23 Prostituées

de

Chester Brown revient à l’autobiographie. Il confesse une décennie de consommation de sexe tarifé avec 23 prostituées, autant d’expériences au contact desquelles il extrait un commentaire personnel et politique. Payer pour coucher, le must pour l’homme?

A l’évidence, le canadien Chester Brown se leurre lorsqu’il espère produire un plaidoyer idéologique. Discours militant, limitation du champ d’étude à l’expérience personnelle, c’est un peu maigre pour tirer des conclusions sur la prostitution. Pour autant, le problème des critiques qui se restreignent à ce débat et l’attaquent (avec d’autant plus de légitimité qu’elles s’appuient sur la réponse politique), c’est qu’elles oublient un peu vite d’étendre le champ de leur lecture à un autre aspect — tout aussi primordial quoique sous-jacent — de l’ouvrage : son inscription artistique dans la carrière de l’auteur.
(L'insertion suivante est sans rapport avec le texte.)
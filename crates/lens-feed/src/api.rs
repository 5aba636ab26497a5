use lens_core::{SubmissionOutcome, SubmittedFile};
use serde::{Deserialize, Serialize};
use serde_json::Value;
use std::collections::BTreeMap;
use thiserror::Error;
use url::Url;

#[derive(Debug, Error)]
pub enum ApiError {
    #[error("request failed: {0}")]
    Http(#[from] reqwest::Error),
    #[error("orchestrator returned {0}")]
    Status(reqwest::StatusCode),
    #[error("invalid endpoint url: {0}")]
    Url(#[from] url::ParseError),
}

#[derive(Debug, Clone, Serialize)]
pub struct OrchestrationRequest {
    pub task: String,
    pub max_retries: u32,
}

/// Response of `POST /orchestrate`. Newer orchestrators return a
/// multi-file `files` map; older ones only the single `code`/`file_path`
/// pair. Both shapes are tolerated.
#[derive(Debug, Clone, Deserialize)]
pub struct OrchestrationResponse {
    pub success: bool,
    #[serde(default)]
    pub task: String,
    #[serde(default)]
    pub code: String,
    #[serde(default)]
    pub file_path: String,
    #[serde(default)]
    pub execution_output: String,
    #[serde(default)]
    pub retries: u32,
    #[serde(default)]
    pub files: BTreeMap<String, String>,
    #[serde(default)]
    pub preview_url: Option<String>,
    #[serde(default)]
    pub history: Vec<Value>,
}

impl OrchestrationResponse {
    /// Unifies both response shapes into what the reducer-side state
    /// knows how to ingest.
    pub fn outcome(&self) -> SubmissionOutcome {
        let mut files: Vec<SubmittedFile> = self
            .files
            .iter()
            .map(|(path, content)| SubmittedFile {
                path: path.clone(),
                content: content.clone(),
            })
            .collect();
        if files.is_empty() && !self.file_path.trim().is_empty() && !self.code.is_empty() {
            files.push(SubmittedFile {
                path: self.file_path.clone(),
                content: self.code.clone(),
            });
        }
        SubmissionOutcome {
            files,
            execution_output: if self.execution_output.is_empty() {
                None
            } else {
                Some(self.execution_output.clone())
            },
            preview_url: self.preview_url.clone(),
        }
    }
}

#[derive(Debug, Clone, Deserialize)]
pub struct HealthResponse {
    pub status: String,
    #[serde(default)]
    pub service: String,
    #[serde(default)]
    pub version: String,
}

/// Thin REST client for the orchestrator's task-submission surface.
#[derive(Debug, Clone)]
pub struct OrchestratorClient {
    base: Url,
    client: reqwest::Client,
}

impl OrchestratorClient {
    pub fn new(base: Url) -> Self {
        Self {
            base,
            client: reqwest::Client::new(),
        }
    }

    /// Submits a coding task and waits for the pipeline to finish.
    /// Callers must reset derived state (event buffer included) before
    /// calling, and ingest the outcome afterwards.
    pub async fn submit(&self, request: &OrchestrationRequest) -> Result<OrchestrationResponse, ApiError> {
        let url = self.base.join("/orchestrate")?;
        let response = self.client.post(url).json(request).send().await?;
        if !response.status().is_success() {
            return Err(ApiError::Status(response.status()));
        }
        Ok(response.json().await?)
    }

    pub async fn health(&self) -> Result<HealthResponse, ApiError> {
        let url = self.base.join("/health")?;
        let response = self.client.get(url).send().await?;
        if !response.status().is_success() {
            return Err(ApiError::Status(response.status()));
        }
        Ok(response.json().await?)
    }
}

#[cfg(test)]
mod tests {
    use super::*;

    #[test]
    fn multi_file_response_maps_every_file() {
        let response: OrchestrationResponse = serde_json::from_str(
            r#"{
                "success": true,
                "task": "make a site",
                "files": {"index.html": "<html></html>", "style.css": "body {}"},
                "preview_url": "http://localhost:8080/",
                "execution_output": "served"
            }"#,
        )
        .expect("parse");
        let outcome = response.outcome();
        assert_eq!(outcome.files.len(), 2);
        assert_eq!(outcome.preview_url.as_deref(), Some("http://localhost:8080/"));
        assert_eq!(outcome.execution_output.as_deref(), Some("served"));
    }

    #[test]
    fn legacy_single_file_response_still_maps() {
        let response: OrchestrationResponse = serde_json::from_str(
            r#"{
                "success": true,
                "task": "fizzbuzz",
                "code": "print(1)",
                "file_path": "main.py",
                "execution_output": "1",
                "retries": 0,
                "history": []
            }"#,
        )
        .expect("parse");
        let outcome = response.outcome();
        assert_eq!(outcome.files.len(), 1);
        assert_eq!(outcome.files[0].path, "main.py");
        assert_eq!(outcome.files[0].content, "print(1)");
        assert!(outcome.preview_url.is_none());
    }

    #[test]
    fn empty_failure_response_yields_no_files() {
        let response: OrchestrationResponse = serde_json::from_str(
            r#"{"success": false, "execution_output": "Orchestration error: boom"}"#,
        )
        .expect("parse");
        let outcome = response.outcome();
        assert!(outcome.files.is_empty());
        assert_eq!(
            outcome.execution_output.as_deref(),
            Some("Orchestration error: boom")
        );
    }
}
Il ne faut en effet pas oublier que ce pamphlet en faveur de la légalisation de la prostitution ne débarque pas par hasard et fait suite à deux autres autobiographies sur les rapports entre sexualité et éducation sous tutelle religieuse. Dans Je ne t’ai jamais aimé, aux éditions Delcourt, Chester Brown racontait comment la relation d’amour-haine complexe qu’il entretenait enfant avec sa dévote de mère allait bientôt contaminer toutes les relations sentimentales à venir. Dans le Playboy, ensuite, Brown confessait, non sans humour, la honte persistance qu’il éprouva jusqu’à l’âge adulte à se masturber et à collectionner les magazines porno. Quand bien même l’auteur aspire aujourd’hui à un projet d’essence politique et uniquement politique, il tient probablement au rôle du critique de retisser les liens entre les livres et les thèmes et rappeler que cet éloge d’une sexualité tarifée participe également, à son corps défendant, d’une œuvre autobiographique plus large.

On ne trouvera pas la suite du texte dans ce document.